省力化投資補助金の第8回受付が9月中旬開始──申請前に決めたい3つのこと

省力化投資補助金(一般型)の第8回公募要領が2026年8月に公開され、申請受付は9月中旬に始まる予定です。人手不足のなかで「設備やシステムに投資して業務を省力化したい」と考える中小企業にとって、この秋は準備どきです。この記事では、第8回の枠組みをかみくだいてご説明したうえで、補助金を使う・使わないにかかわらず先に決めておきたい3つのことを整理します。締切間際に慌てないために、いま手元でできる準備から始めましょう。

省力化投資補助金(一般型)第8回の概要

中小企業省力化投資補助事業(一般型)は、業務プロセスの自動化・高度化やDX(デジタル技術による業務の作り変え)など、それぞれの現場に合わせた設備導入・システム構築といった省力化投資を支援する制度です。カタログから選ぶ方式ではなく、自社の課題に合わせて計画を立てるタイプの枠、という点が特徴です。
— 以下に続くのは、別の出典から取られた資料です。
//! Cursor tokenizer for path segments and query option text
//!
//! A `Tokenizer` consumes a borrowed string left to right. Callers that need
//! to try a tentative parse save the position with [`Tokenizer::pos`] and
//! unwind with [`Tokenizer::seek`], committing only on full success. All
//! failures carry the offending position.

use crate::error::Error;
use crate::value::{PrimitiveKind, PrimitiveValue};

#[derive(Debug)]
pub struct Tokenizer<'a> {
    input: &'a str,
    pos: usize,
}

impl<'a> Tokenizer<'a> {
    #[must_use]
    pub fn new(input: &'a str) -> Self {
        Self { input, pos: 0 }
    }

    /// Current byte position of the cursor.
    #[must_use]
    pub fn pos(&self) -> usize {
        self.pos
    }

    /// Move the cursor to a previously saved position.
    pub fn seek(&mut self, pos: usize) {
        self.pos = pos.min(self.input.len());
    }

    /// True once the entire input has been consumed.
    #[must_use]
    pub fn finished(&self) -> bool {
        self.pos >= self.input.len()
    }

    fn rest(&self) -> &'a str {
        &self.input[self.pos..]
    }

    fn take_while(&mut self, keep: impl Fn(char) -> bool) -> &'a str {
        let rest = self.rest();
        let end = rest
            .char_indices()
            .find(|&(_, c)| !keep(c))
            .map_or(rest.len(), |(i, _)| i);
        self.pos += end;
        &rest[..end]
    }

    /// Consume one literal character if it is next.
    pub fn maybe_char(&mut self, c: char) -> bool {
        if self.rest().starts_with(c) {
            self.pos += c.len_utf8();
            true
        } else {
            false
        }
    }

    /// Consume a well-formed name token, or return `None` without moving.
    pub fn maybe_identifier(&mut self) -> Option<&'a str> {
        let rest = self.rest();
        let first = rest.chars().next()?;
        if !(first.is_ascii_alphabetic() || first == '_') {
            return None;
        }
        Some(self.take_while(|c| c.is_ascii_alphanumeric() || c == '_'))
    }

    /// Consume a well-formed name token, or fail at the current position.
    ///
    /// # Errors
    /// `Error::Syntax` when the next character cannot start an identifier.
    pub fn match_identifier(&mut self) -> Result<&'a str, Error> {
        let pos = self.pos;
        self.maybe_identifier().ok_or_else(|| Error::Syntax {
            pos,
            message: "expected identifier".to_owned(),
        })
    }

    /// Consume a balanced `(`…`)` pair starting at the cursor and return the
    /// text between the parentheses. Nested pairs and single-quoted strings
    /// inside the expression are respected.
    ///
    /// # Errors
    /// `Error::Syntax` when the cursor is not at `(` or the pair never closes.
    pub fn matching_parenthesis(&mut self) -> Result<&'a str, Error> {
        let start = self.pos;
        if !self.maybe_char('(') {
            return Err(Error::Syntax {
                pos: start,
                message: "expected '('".to_owned(),
            });
        }
        let inner_start = self.pos;
        let mut depth = 1usize;
        let mut in_quote = false;
        for (i, c) in self.input[inner_start..].char_indices() {
            match c {
                '\'' => in_quote = !in_quote,
                '(' if !in_quote => depth += 1,
                ')' if !in_quote => {
                    depth -= 1;
                    if depth == 0 {
                        self.pos = inner_start + i + 1;
                        return Ok(&self.input[inner_start..inner_start + i]);
                    }
                }
                _ => {}
            }
        }
        Err(Error::Syntax {
            pos: start,
            message: "unbalanced parenthesis".to_owned(),
        })
    }

    /// Consume and parse a literal according to the expected property type.
    ///
    /// String literals may be single-quoted (with `''` escaping an embedded
    /// quote) or bare, in which case the remainder of the input is taken
    /// verbatim.
    ///
    /// # Errors
    /// `Error::TypeMismatch` naming the expected type on malformed input;
    /// `Error::Syntax` on an unterminated quoted string.
    pub fn typed_value(&mut self, kind: PrimitiveKind) -> Result<PrimitiveValue, Error> {
        let start = self.pos;
        let mismatch = |pos| Error::TypeMismatch {
            pos,
            expected: kind,
        };
        match kind {
            PrimitiveKind::Byte => {
                let lit = self.take_while(|c| c.is_ascii_digit());
                lit.parse::<u8>()
                    .map(PrimitiveValue::Byte)
                    .map_err(|_| mismatch(start))
            }
            PrimitiveKind::Int32 => {
                let lit = self.take_while(|c| c == '-' || c.is_ascii_digit());
                lit.parse::<i32>()
                    .map(PrimitiveValue::Int32)
                    .map_err(|_| mismatch(start))
            }
            PrimitiveKind::Int64 => {
                let lit = self.take_while(|c| c == '-' || c.is_ascii_digit());
                lit.parse::<i64>()
                    .map(PrimitiveValue::Int64)
                    .map_err(|_| mismatch(start))
            }
            PrimitiveKind::Bool => {
                if self.rest().starts_with("true") {
                    self.pos += 4;
                    Ok(PrimitiveValue::Bool(true))
                } else if self.rest().starts_with("false") {
                    self.pos += 5;
                    Ok(PrimitiveValue::Bool(false))
                } else {
                    Err(mismatch(start))
                }
            }
            PrimitiveKind::String => self.string_literal(start),
            PrimitiveKind::Uuid => {
                let lit = self.take_while(|c| c.is_ascii_hexdigit() || c == '-');
                uuid::Uuid::parse_str(lit)
                    .map(PrimitiveValue::Uuid)
                    .map_err(|_| mismatch(start))
            }
            PrimitiveKind::DateTime => {
                let lit =
                    self.take_while(|c| c.is_ascii_alphanumeric() || "-:+.".contains(c));
                chrono::DateTime::parse_from_rfc3339(lit)
                    .map(|dt| PrimitiveValue::DateTime(dt.with_timezone(&chrono::Utc)))
                    .map_err(|_| mismatch(start))
            }
        }
    }

    fn string_literal(&mut self, start: usize) -> Result<PrimitiveValue, Error> {
        if !self.maybe_char('\'') {
            // Bare string: the remainder of the input is the value.
            let rest = self.rest();
            self.pos = self.input.len();
            return Ok(PrimitiveValue::String(rest.to_owned()));
        }
        let mut out = String::new();
        loop {
            let rest = self.rest();
            let Some(i) = rest.find('\'') else {
                return Err(Error::Syntax {
                    pos: start,
                    message: "unterminated string literal".to_owned(),
                });
            };
            out.push_str(&rest[..i]);
            self.pos += i + 1;
            // Doubled quote escapes a literal quote.
            if self.maybe_char('\'') {
                out.push('\'');
            } else {
                return Ok(PrimitiveValue::String(out));
            }
        }
    }
}

#[cfg(test)]
mod tests {
    use super::*;

    #[test]
    fn identifier_matching() {
        let mut tok = Tokenizer::new("Widgets(5)");
        assert_eq!(tok.maybe_identifier(), Some("Widgets"));
        assert_eq!(tok.pos(), 7);
        assert!(tok.maybe_identifier().is_none());
    }

    #[test]
    fn match_identifier_fails_with_position() {
        let mut tok = Tokenizer::new("(x)");
        assert_eq!(
            tok.match_identifier(),
            Err(Error::Syntax {
                pos: 0,
                message: "expected identifier".to_owned()
            })
        );
    }

    #[test]
    fn maybe_char_consumes_only_on_match() {
        let mut tok = Tokenizer::new("=5");
        assert!(!tok.maybe_char('@'));
        assert!(tok.maybe_char('='));
        assert_eq!(tok.pos(), 1);
    }

    #[test]
    fn matching_parenthesis_extracts_inner_text() {
        let mut tok = Tokenizer::new("(Code=ABC)/rest");
        assert_eq!(tok.matching_parenthesis().unwrap(), "Code=ABC");
        assert_eq!(tok.pos(), 10);
    }

    #[test]
    fn matching_parenthesis_respects_nesting_and_quotes() {
        let mut tok = Tokenizer::new("(a(b)c)");
        assert_eq!(tok.matching_parenthesis().unwrap(), "a(b)c");

        let mut tok = Tokenizer::new("('a)b')");
        assert_eq!(tok.matching_parenthesis().unwrap(), "'a)b'");
    }

    #[test]
    fn unbalanced_parenthesis_is_a_syntax_error() {
        let mut tok = Tokenizer::new("(abc");
        assert!(matches!(
            tok.matching_parenthesis(),
            Err(Error::Syntax { pos: 0, .. })
        ));
    }

    #[test]
    fn typed_int32_value() {
        let mut tok = Tokenizer::new("-42");
        assert_eq!(
            tok.typed_value(PrimitiveKind::Int32).unwrap(),
            PrimitiveValue::Int32(-42)
        );
        assert!(tok.finished());
    }

    #[test]
    fn typed_byte_overflow_is_a_type_mismatch() {
        let mut tok = Tokenizer::new("999");
        assert_eq!(
            tok.typed_value(PrimitiveKind::Byte),
            Err(Error::TypeMismatch {
                pos: 0,
                expected: PrimitiveKind::Byte
            })
        );
    }

    #[test]
    fn typed_bool_value() {
        let mut tok = Tokenizer::new("false");
        assert_eq!(
            tok.typed_value(PrimitiveKind::Bool).unwrap(),
            PrimitiveValue::Bool(false)
        );
    }

    #[test]
    fn bare_string_takes_the_rest() {
        let mut tok = Tokenizer::new("ABC-01");
        assert_eq!(
            tok.typed_value(PrimitiveKind::String).unwrap(),
            PrimitiveValue::from("ABC-01")
        );
        assert!(tok.finished());
    }

    #[test]
    fn quoted_string_with_escaped_quote() {
        let mut tok = Tokenizer::new("'O''Brien'");
        assert_eq!(
            tok.typed_value(PrimitiveKind::String).unwrap(),
            PrimitiveValue::from("O'Brien")
        );
        assert!(tok.finished());
    }

    #[test]
    fn unterminated_string_is_a_syntax_error() {
        let mut tok = Tokenizer::new("'abc");
        assert!(matches!(
            tok.typed_value(PrimitiveKind::String),
            Err(Error::Syntax { pos: 0, .. })
        ));
    }

    #[test]
    fn typed_uuid_and_datetime_values() {
        let mut tok = Tokenizer::new("6f8f57e5-1db9-4c3a-9f6e-000000000001");
        assert!(matches!(
            tok.typed_value(PrimitiveKind::Uuid).unwrap(),
            PrimitiveValue::Uuid(_)
        ));

        let mut tok = Tokenizer::new("2026-01-15T10:00:00Z");
        assert!(matches!(
            tok.typed_value(PrimitiveKind::DateTime).unwrap(),
            PrimitiveValue::DateTime(_)
        ));
    }

    #[test]
    fn seek_restores_a_saved_position() {
        let mut tok = Tokenizer::new("abc=def");
        let mark = tok.pos();
        assert_eq!(tok.maybe_identifier(), Some("abc"));
        assert!(tok.maybe_char('='));
        tok.seek(mark);
        assert_eq!(
            tok.typed_value(PrimitiveKind::String).unwrap(),
            PrimitiveValue::from("abc=def")
        );
    }
}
中小企業庁は2026年8月に第8回の公募要領を公開しました(中小企業庁のお知らせ)。公表されているスケジュールは次のとおりです。

| 項目 | 第8回(予定) | |---|---| | 申請受付開始 | 2026年9月中旬 | | 申請締切 | 2026年10月中旬 | | 採択発表 | 2027年2月上旬 |

補助率は、中小企業が2分の1(大幅な賃上げを行う場合は3分の2)、小規模事業者等は3分の2です。補助上限額は従業員数によって段階的に決まり、5人以下は750万円、6〜20人は1,500万円、21〜50人は3,000万円、51〜100人は5,000万円、101人以上は8,000万円とされています。大幅な賃上げを行う場合は、従業員数に応じて250万円〜2,000万円が上乗せされます。

なお、申請には「GビズIDプライムアカウント」が必要です。アカウントの取得には一定の期間がかかるため、まだお持ちでない場合はこの手続きから着手してください。日程や要件は変更されることがあるので、最終確認は必ず事務局サイトの最新情報でお願いします。

省力化の対象は、設備だけではありません

「省力化投資」と聞くと、工場のロボットや大型機械を思い浮かべる方が多いかもしれません。ですが実際には、バックオフィス(経理・総務・人事などの管理部門)の作業こそ、省力化の余地が大きく残っている領域です。

中小企業基盤整備機構(中小機構)の「中小企業のAI等の利活用に係る実態調査」(令和8年3月)によると、中小企業のAI導入率は20.4%、導入を検討している企業18.6%を合わせると39.0%が前向きという結果でした。そして業務分野別に見ると、AI導入が最も進んでいるのは総務・管理部門で68.3%、次いで営業・販売・サービス部門が60.3%、経営・企画部門が58.5%となっています(調査結果のポイント(PDF))。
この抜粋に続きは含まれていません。